Very respectfully, your obedient servant,

H. W. BENHAM,

Brigadier-General, Commanding.

HEADQUARTERS U. S. FORCES,

Savannah River, April 4, 1862.

General H. W. BENHAM,

Commanding First Division, Department of the South:

GENERAL: In my communication of yesterday I referred to the time it would take to put guns on Turtle Island, which, on account of the peculiar topography of that island, would be attended with delay and difficulty. But the guns on Long Island can be put in position at once. I have one 8-inch and one 10-inch mortar which I can use. The rebels were busy all night last night moving troops towards Wilmington Island. They have evidently something on the tapes.
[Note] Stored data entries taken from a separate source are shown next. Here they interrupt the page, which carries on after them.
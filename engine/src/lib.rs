//! Grove Drift Engine Library
//!
//! A headless engine core for a 3D driving/collection game. The library
//! covers everything between a noise seed and a playable level: procedural
//! terrain synthesis, mesh molding, collision-face extraction, spatial
//! bucketing, and the per-frame floor/wall collision solver.
//!
//! # Modules
//!
//! - [`noise`] - Seedable permutation-table gradient noise and fractal sums
//! - [`geometry`] - Mesh buffers, GPU vertex layouts, and the molding builder
//! - [`physics`] - Collision faces, the spatial grid, and the collision solver
//! - [`world`] - Heightmaps, scenery scattering, and full level assembly
//! - [`player`] - Vehicle state and per-frame movement resolution
//! - [`frame`] - Fixed-step frame clock
//! - [`scores`] - Best-score persistence
//!
//! # Example
//!
//! ```ignore
//! use grove_drift_engine::world::{LevelParams, build_level};
//! use grove_drift_engine::player::{VehicleController, DriveInput};
//!
//! let params = LevelParams::default();
//! let level = build_level(&params);
//!
//! let mut car = VehicleController::new(level.spawn_points[0]);
//! // Each logical frame:
//! let input = DriveInput::default();
//! car.update(1.0 / 60.0, &input, &level.collision);
//! ```

pub mod frame;
pub mod geometry;
pub mod noise;
pub mod physics;
pub mod player;
pub mod scores;
pub mod world;

// Re-export the workhorse types at crate level for convenience
pub use geometry::molding::MoldableMesh;
pub use noise::{NoiseField, NoiseStyle};
pub use physics::{CollisionWorld, Face, GroupedFaces, SurfacePolicy};
pub use player::{DriveInput, VehicleController};
pub use world::{LevelData, LevelParams, build_level};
Very respectfully, your obedient servant,

EGBERT L. VIELE,

Commanding General.

HDQRS. NORTHERN DISTRICT, DEPT. OF THE SOUTH,

Hilton Head, S. C., April 5, 1862.

Flag-Officer S. F. DUPONT,

Commanding South Atlantic Blockading Squadron,

Port Royal Harbor, S. C.;

COMMODORE: I trust your dispatches for Warsaw have arrived in time to go by my courier, whom I have sent to recall, if possible, it not, I will have them at Tybee this afternoon, and if my engineers can contrive a means of obstructing Wilmington River, I will have it done, though I much fear now the force of the enemy, believed to have been increased lately in that vicinity, may render this more difficult than at a previous day, if not impossible even.

The reports from General Viele from Daufuskie last night lead us to fear that the rebels are concentrating troops near Wilmington Island, probably for an effort to relieve or re-enforce the garrison of Fort Pulaski, as it appears impossible for a land force to act efficiently in those marshes, and we have scarcely any means for effective action by water. General Hunter and myself were last evening most earnest in wishing that you had the means of increasing your own power to an important extent just now on the Wilmington Narrows and on the Tybee River.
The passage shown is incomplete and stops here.